**Collected data entries**

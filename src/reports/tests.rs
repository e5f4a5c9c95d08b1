//! Tests for the report registry and cleaners

use super::*;
use crate::types::JsonValue;
use pretty_assertions::assert_eq;
use serde_json::json;
use test_case::test_case;

fn raw_intervention() -> JsonValue {
    json!({
        "id": 981_273,
        "message_id": "tw-1214",
        "conversation_id": "c-77",
        "user_id": 42,
        "username": "support.anna",
        "team": "Webcare",
        "action": "reply",
        "status": "closed",
        "medium": "twitter",
        "url": "https://twitter.com/x/status/1214",
        "date": 1_577_836_800,
        "handled": "1577840400",
        "response_time": "3600",
        "handling_time": 95.0,
        "sentiment": "-0.25",
        "is_reply": 1,
        "tags": ["complaint", 7, null],
        "internal_score": 12
    })
}

// ============================================================================
// Registry Tests
// ============================================================================

#[test]
fn test_lookup_registered_report() {
    let report = lookup("intervention_details").unwrap();
    assert_eq!(report.name, "intervention_details");
    assert_eq!(
        report.endpoint,
        "/api/1/engagementstats/get_intervention_details"
    );
    assert_eq!(report.key_properties, &["id"]);
}

#[test]
fn test_lookup_unknown_report_fails() {
    let err = lookup("saved_queries").unwrap_err();
    assert!(err.is_configuration());
    assert_eq!(err.to_string(), "Unknown report type: saved_queries");
}

#[test]
fn test_all_reports() {
    let names: Vec<&str> = all().map(|r| r.name).collect();
    assert_eq!(names, vec!["intervention_details"]);
}

// ============================================================================
// Intervention Details Cleaner Tests
// ============================================================================

#[test]
fn test_clean_intervention_details() {
    let cleaned = INTERVENTION_DETAILS.clean(&raw_intervention());

    assert_eq!(
        JsonValue::Object(cleaned),
        json!({
            "id": "981273",
            "message_id": "tw-1214",
            "conversation_id": "c-77",
            "user_id": "42",
            "user_name": "support.anna",
            "team": "Webcare",
            "action": "reply",
            "status": "closed",
            "channel": "twitter",
            "url": "https://twitter.com/x/status/1214",
            "created_at": "2020-01-01T00:00:00Z",
            "handled_at": "2020-01-01T01:00:00Z",
            "response_time": 3600,
            "handling_time": 95,
            "sentiment": -0.25,
            "is_reply": true,
            "tags": ["complaint", "7"],
            "internal_score": 12
        })
    );
}

#[test]
fn test_clean_carries_unknown_keys_unchanged() {
    let cleaned = INTERVENTION_DETAILS.clean(&json!({
        "id": 1,
        "internal_score": "12",
        "routing": {"queue": "vip", "priority": [1, 2]},
        "archived": null
    }));

    assert_eq!(cleaned["internal_score"], json!("12"));
    assert_eq!(cleaned["routing"], json!({"queue": "vip", "priority": [1, 2]}));
    assert_eq!(cleaned["archived"], JsonValue::Null);
    assert_eq!(cleaned.len(), INTERVENTION_DETAILS.fields.len() + 3);
}

#[test]
fn test_clean_drops_renamed_source_keys() {
    let cleaned = INTERVENTION_DETAILS.clean(&json!({
        "username": "support.anna",
        "medium": "twitter",
        "date": 0
    }));

    assert_eq!(cleaned["user_name"], "support.anna");
    assert_eq!(cleaned["channel"], "twitter");
    assert_eq!(cleaned["created_at"], "1970-01-01T00:00:00Z");
    assert!(!cleaned.contains_key("username"));
    assert!(!cleaned.contains_key("medium"));
    assert!(!cleaned.contains_key("date"));
}

#[test]
fn test_table_field_wins_over_raw_key_with_same_name() {
    let cleaned = INTERVENTION_DETAILS.clean(&json!({
        "username": "support.anna",
        "user_name": "stale"
    }));

    assert_eq!(cleaned["user_name"], "support.anna");
}

#[test]
fn test_clean_is_idempotent() {
    let raw = raw_intervention();
    assert_eq!(INTERVENTION_DETAILS.clean(&raw), INTERVENTION_DETAILS.clean(&raw));
}

#[test]
fn test_clean_empty_record_yields_nulls() {
    let cleaned = INTERVENTION_DETAILS.clean(&json!({}));

    assert_eq!(cleaned.len(), INTERVENTION_DETAILS.fields.len());
    assert!(cleaned.values().all(JsonValue::is_null));
}

#[test_case(json!(null) ; "null")]
#[test_case(json!([1, 2, 3]) ; "array")]
#[test_case(json!("row") ; "string")]
fn test_clean_non_object_yields_nulls(raw: JsonValue) {
    let cleaned = INTERVENTION_DETAILS.clean(&raw);
    assert!(cleaned.values().all(JsonValue::is_null));
}

#[test]
fn test_clean_uncoercible_values_become_null() {
    let cleaned = INTERVENTION_DETAILS.clean(&json!({
        "id": {"nested": true},
        "date": "last tuesday",
        "response_time": "fast",
        "is_reply": "maybe",
        "tags": "complaint"
    }));

    assert_eq!(cleaned["id"], JsonValue::Null);
    assert_eq!(cleaned["created_at"], JsonValue::Null);
    assert_eq!(cleaned["response_time"], JsonValue::Null);
    assert_eq!(cleaned["is_reply"], JsonValue::Null);
    assert_eq!(cleaned["tags"], JsonValue::Null);
}

// ============================================================================
// Field Coercion Tests
// ============================================================================

#[test_case(FieldKind::String, json!("abc"), json!("abc") ; "string passthrough")]
#[test_case(FieldKind::String, json!(12), json!("12") ; "string from number")]
#[test_case(FieldKind::String, json!(false), json!("false") ; "string from bool")]
#[test_case(FieldKind::Integer, json!(" 17 "), json!(17) ; "integer from padded string")]
#[test_case(FieldKind::Integer, json!(2.5), json!(null) ; "integer rejects fraction")]
#[test_case(FieldKind::Number, json!("1.5"), json!(1.5) ; "number from string")]
#[test_case(FieldKind::Number, json!("NaN"), json!(null) ; "number rejects nan")]
#[test_case(FieldKind::Boolean, json!("TRUE"), json!(true) ; "boolean from string")]
#[test_case(FieldKind::Boolean, json!(0), json!(false) ; "boolean from zero")]
#[test_case(FieldKind::Boolean, json!(2), json!(null) ; "boolean rejects two")]
#[test_case(FieldKind::Timestamp, json!(0), json!("1970-01-01T00:00:00Z") ; "timestamp epoch zero")]
#[test_case(FieldKind::Timestamp, json!("2020-01-01T02:00:00+02:00"), json!("2020-01-01T00:00:00Z") ; "timestamp normalizes rfc3339")]
#[test_case(FieldKind::Timestamp, json!(i64::MAX), json!(null) ; "timestamp out of range")]
#[test_case(FieldKind::StringList, json!([]), json!([]) ; "empty list")]
fn test_field_coercion(kind: FieldKind, raw: JsonValue, expected: JsonValue) {
    assert_eq!(kind.coerce(Some(&raw)), expected);
}

#[test]
fn test_absent_and_null_coerce_to_null() {
    for field in INTERVENTION_DETAILS.fields {
        assert_eq!(field.kind.coerce(None), JsonValue::Null);
        assert_eq!(field.kind.coerce(Some(&JsonValue::Null)), JsonValue::Null);
    }
}

// ============================================================================
// Schema Tests
// ============================================================================

#[test]
fn test_schema_matches_cleaned_fields() {
    let schema = INTERVENTION_DETAILS.schema();
    let properties = schema["properties"].as_object().unwrap();
    let cleaned = INTERVENTION_DETAILS.clean(&json!({}));

    assert_eq!(schema["type"], "object");
    assert!(schema.get("additionalProperties").is_none());
    let mut schema_keys: Vec<&String> = properties.keys().collect();
    let mut record_keys: Vec<&String> = cleaned.keys().collect();
    schema_keys.sort();
    record_keys.sort();
    assert_eq!(schema_keys, record_keys);
}

#[test]
fn test_schema_types() {
    let schema = INTERVENTION_DETAILS.schema();

    assert_eq!(
        schema["properties"]["created_at"],
        json!({"type": ["null", "string"], "format": "date-time"})
    );
    assert_eq!(
        schema["properties"]["response_time"],
        json!({"type": ["null", "integer"]})
    );
    assert_eq!(
        schema["properties"]["tags"],
        json!({"type": ["null", "array"], "items": {"type": "string"}})
    );
}

#[test]
fn test_key_properties_exist_in_schema() {
    for report in all() {
        let schema = report.schema();
        for key in report.key_properties {
            assert!(schema["properties"].get(*key).is_some(), "{key} missing");
        }
    }
}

**Exercise aim**
Each line in the data that holds the string "false" must be returned.

**Solved problem**
#[test_case(FieldKind::String, json!(false), json!("false") ; "string from bool")]
#[test_case(FieldKind::Boolean, json!(0), json!(false) ; "boolean from zero")]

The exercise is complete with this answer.